■ Required action
What is needed is a copy of each line in the listing below that contains "crate".

■ Task data
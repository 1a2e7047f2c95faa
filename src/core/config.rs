//! # Flow configuration.
//!
//! Provides [`Config`], the settings shared by every primitive a
//! [`Flow`](crate::Flow) runs.
//!
//! ## Sentinel values
//! - `timeout = 0s` → no default timeout (`Flow::run` relies on the caller's context only)
//! - `channel_capacity = 0` / `bus_capacity = 0` → clamped to 1
//!
//! # Example
//! ```
//! use std::time::Duration;
//! use ctxflow::Config;
//!
//! let mut cfg = Config::default();
//! cfg.timeout = Duration::from_millis(250);
//! cfg.channel_capacity = 16;
//!
//! assert_eq!(cfg.default_timeout(), Some(Duration::from_millis(250)));
//! ```

use std::time::Duration;

/// Settings for a [`Flow`](crate::Flow).
///
/// ## Field semantics
/// - `channel_capacity`: buffer size of channels created by the pool dispatcher,
///   pipeline stages and fan-out (min 1)
/// - `bus_capacity`: event bus ring buffer size (min 1)
/// - `timeout`: default timeout for [`Flow::run`](crate::Flow::run) (`0s` = none)
/// - `send_timeout`: timeout for [`Flow::send`](crate::Flow::send)
///
/// All fields are public. Prefer the helper accessors over checking sentinels directly.
#[derive(Clone, Debug)]
pub struct Config {
    /// Capacity of internally created channels.
    ///
    /// The default of 1 keeps producers and workers in lock-step, so
    /// cancellation is observed after at most one buffered item.
    pub channel_capacity: usize,

    /// Capacity of the event bus broadcast channel ring buffer.
    ///
    /// Receivers that fall behind by more than `bus_capacity` events see
    /// `Lagged` and skip older items.
    pub bus_capacity: usize,

    /// Default run timeout.
    ///
    /// - `Duration::ZERO` = none
    /// - `> 0` = applied by `Flow::run` to every unit of work
    pub timeout: Duration,

    /// Timeout used by `Flow::send`. Zero is clamped to one nanosecond.
    pub send_timeout: Duration,
}

impl Config {
    /// Returns the default run timeout as an `Option`.
    #[inline]
    pub fn default_timeout(&self) -> Option<Duration> {
        if self.timeout == Duration::ZERO {
            None
        } else {
            Some(self.timeout)
        }
    }

    /// Returns a channel capacity clamped to a minimum of 1.
    #[inline]
    pub fn channel_capacity_clamped(&self) -> usize {
        self.channel_capacity.max(1)
    }

    /// Returns a bus capacity clamped to a minimum of 1.
    #[inline]
    pub fn bus_capacity_clamped(&self) -> usize {
        self.bus_capacity.max(1)
    }
}

impl Default for Config {
    /// Default configuration:
    ///
    /// - `channel_capacity = 1`
    /// - `bus_capacity = 1024`
    /// - `timeout = 0s` (none)
    /// - `send_timeout = 1s`
    fn default() -> Self {
        Self {
            channel_capacity: 1,
            bus_capacity: 1024,
            timeout: Duration::ZERO,
            send_timeout: Duration::from_secs(1),
        }
    }
}

#[cfg(test)]
mod tests {
    use super::*;

    #[test]
    fn test_sentinels() {
        let cfg = Config {
            channel_capacity: 0,
            bus_capacity: 0,
            ..Config::default()
        };
        assert_eq!(cfg.default_timeout(), None);
        assert_eq!(cfg.channel_capacity_clamped(), 1);
        assert_eq!(cfg.bus_capacity_clamped(), 1);
    }
}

■ Task result
//! [`Flow`](crate::Flow) runs.
/// Settings for a [`Flow`](crate::Flow).
/// - `timeout`: default timeout for [`Flow::run`](crate::Flow::run) (`0s` = none)
/// - `send_timeout`: timeout for [`Flow::send`](crate::Flow::send)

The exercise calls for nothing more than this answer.